Le test ELISA immunocapture a été développé pour le diagnostic différentiel de RPV et

PPRV à partir d’échantillons de tissus d’animaux infectés (Libeau et coll., 1994). Il met en jeu des

anticorps monoclonaux (Mabs) spécifiques de la N d’un des deux virus et reconnaissent chacun un

épitope différent. Le Mab de capture réagit avec les deux virus et les Mabs de détection biotinylés

chacun spécifique d’un virus, donnent lieu à une réaction colorée avec la streptavidine peroxydase.

Pour titrer la protéine N de PPRV vivant ou inactivé et les protéines N produites par les

baculovirus recombinants (N entière ou N tronquée), des plaques ELISA 96 puits (Nunc Maxisorp)

ont été sensibilisées avec le Mab de capture dilué dans du tampon physiologique (PBS, pH 7.5) et

incubées pendant une heure à 37°C sur agitateur. Les cupules ont ensuite été lavées trois fois avec

le tampon de lavage (PBS 1/5 contenant 0.05% Tween 20). Puis les réactifs suivants ont été ajoutés

en une seule étape et incubés une heure en constante agitation : 50µl/cupule en doublet de chacun

des échantillons à tester dilués de deux en deux à partir du 1/100ème (les virus PPR et les protéines

recombinantes), deuxièmement, 25 µl de Mab biotinylé anti-PPR à la dilution de 1/300.

Troisièmement, 25µl de peroxydase-streptavidine à la dilution de 1/100 en tampon de blocage; le

tampon utilisé pour diluer les Mabs et le conjugué est du PBS contenant 0.5% sérum d’agneau et

0.05% de Tween20. Après trois lavages en tampon, le substrat, l’ortho-phénylènediamine (100µl)

est ajouté à chaque cupule et incubé 10 minutes à température ambiante. La réaction enzymatique

7



est stoppée par addition de 100µl d’acide sulfurique 1N et les densités optiques des échantillons

sont mesurées à 492 nm avec un lecteur ELISA asservi à un logiciel de lecture. Des contrôles

positifs consistant en du vaccin RPV et PPRV ont été inclus sur la plaque. Les densités optiques

(DO), sont proportionnelles à la concentration de la protéine N. Ce test nous a permis de comparer

les quantités de protéines recombinantes ajoutées aux MOI du virus PPR.
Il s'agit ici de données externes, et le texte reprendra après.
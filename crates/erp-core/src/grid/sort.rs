//! Single-column sorting.

use super::column::Column;
use super::value::Record;

#[derive(Clone, Copy, Debug, PartialEq, Eq)]
pub enum SortDirection {
    Ascending,
    Descending,
}

/// Active sort: one column and a direction.
#[derive(Clone, Debug, PartialEq, Eq)]
pub struct SortState {
    pub key: String,
    pub direction: SortDirection,
}

impl SortState {
    pub fn ascending(key: impl Into<String>) -> Self {
        Self {
            key: key.into(),
            direction: SortDirection::Ascending,
        }
    }

    pub fn descending(key: impl Into<String>) -> Self {
        Self {
            key: key.into(),
            direction: SortDirection::Descending,
        }
    }
}

/// Next sort after a click on `column`'s header.
///
/// Same column: ascending → descending → unsorted. Another column starts
/// ascending. Clicks on non-sortable columns leave the sort unchanged.
pub fn cycle_sort(current: Option<SortState>, column: &Column) -> Option<SortState> {
    if !column.sortable {
        return current;
    }
    match current {
        Some(SortState {
            key,
            direction: SortDirection::Ascending,
        }) if key == column.key => Some(SortState::descending(key)),
        Some(SortState { key, .. }) if key == column.key => None,
        _ => Some(SortState::ascending(column.key.clone())),
    }
}

/// Sort row indices in place by the raw value of the sort column.
///
/// The sort is stable: rows with equal values keep their relative order.
pub fn sort_rows<T: Record>(data: &[T], rows: &mut [usize], sort: &SortState) {
    rows.sort_by(|&a, &b| {
        let ord = data[a].value(&sort.key).compare(&data[b].value(&sort.key));
        match sort.direction {
            SortDirection::Ascending => ord,
            SortDirection::Descending => ord.reverse(),
        }
    });
}

#[cfg(test)]
mod tests {
    use super::*;
    use crate::grid::value::CellValue;

    struct Item(&'static str, f64);

    impl Record for Item {
        fn value(&self, key: &str) -> CellValue {
            match key {
                "name" => self.0.into(),
                "price" => self.1.into(),
                _ => CellValue::Empty,
            }
        }

        fn fields(&self) -> Vec<CellValue> {
            vec![self.value("name"), self.value("price")]
        }
    }

    #[test]
    fn test_cycle_on_same_column() {
        let price = Column::new("price", "Precio").sortable();
        let first = cycle_sort(None, &price);
        assert_eq!(first, Some(SortState::ascending("price")));
        let second = cycle_sort(first, &price);
        assert_eq!(second, Some(SortState::descending("price")));
        assert_eq!(cycle_sort(second, &price), None);
    }

    #[test]
    fn test_other_column_restarts_ascending() {
        let name = Column::new("name", "Nombre").sortable();
        let current = Some(SortState::descending("price"));
        assert_eq!(cycle_sort(current, &name), Some(SortState::ascending("name")));
    }

    #[test]
    fn test_non_sortable_column_is_ignored() {
        let roles = Column::new("roles", "Roles");
        let current = Some(SortState::ascending("price"));
        assert_eq!(cycle_sort(current.clone(), &roles), current);
        assert_eq!(cycle_sort(None, &roles), None);
    }

    #[test]
    fn test_sort_numeric_and_descending() {
        let data = vec![Item("b", 10.0), Item("a", 2.5), Item("c", 100.0)];
        let mut rows = vec![0, 1, 2];
        sort_rows(&data, &mut rows, &SortState::ascending("price"));
        assert_eq!(rows, vec![1, 0, 2]);
        sort_rows(&data, &mut rows, &SortState::descending("price"));
        assert_eq!(rows, vec![2, 0, 1]);
    }

    #[test]
    fn test_sort_with_nan_prices() {
        let data: Vec<Item> = (0..64)
            .map(|i| {
                let price = if i % 3 == 0 { f64::NAN } else { f64::from(64 - i) };
                Item("x", price)
            })
            .collect();
        let mut rows: Vec<usize> = (0..data.len()).collect();
        sort_rows(&data, &mut rows, &SortState::ascending("price"));

        let prices: Vec<f64> = rows.iter().map(|&i| data[i].1).collect();
        let numbers = prices.iter().take_while(|p| !p.is_nan()).count();
        assert_eq!(numbers, 42);
        assert!(prices[..numbers].windows(2).all(|w| w[0] <= w[1]));
        assert!(prices[numbers..].iter().all(|p| p.is_nan()));

        sort_rows(&data, &mut rows, &SortState::descending("price"));
        assert!(data[rows[0]].1.is_nan());
        assert_eq!(data[rows[63]].1, 2.0);
    }

    #[test]
    fn test_sort_is_stable() {
        let data = vec![Item("x", 1.0), Item("y", 0.0), Item("z", 1.0), Item("w", 0.0)];
        let mut rows = vec![0, 1, 2, 3];
        sort_rows(&data, &mut rows, &SortState::ascending("price"));
        assert_eq!(rows, vec![1, 3, 0, 2]);
        let mut rows = vec![0, 1, 2, 3];
        sort_rows(&data, &mut rows, &SortState::descending("price"));
        assert_eq!(rows, vec![0, 2, 1, 3]);
    }
}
4 - Culture des lymphocytes de chèvres et essai de lymphoprolifération

4.1 - Isolement des lymphocytes du sang périphérique

Les lymphocytes du sang périphérique de chèvres naïves ont été isolés sur gradient de Ficoll

(Histopaque 1077, Sigma, USA) à partir de 20 ml d’une solution sang diluée au ½ dans du PBS

sans Ca++ ni Mg ++ (D-PBS). Le gradient a été centrifugé à 3000 rpm à 20°C (Centrifugeuse Jouan

GR-412) et les cellules formant l’anneau ont été récoltées et reprises avec du D-PBS, QSP 40 ml.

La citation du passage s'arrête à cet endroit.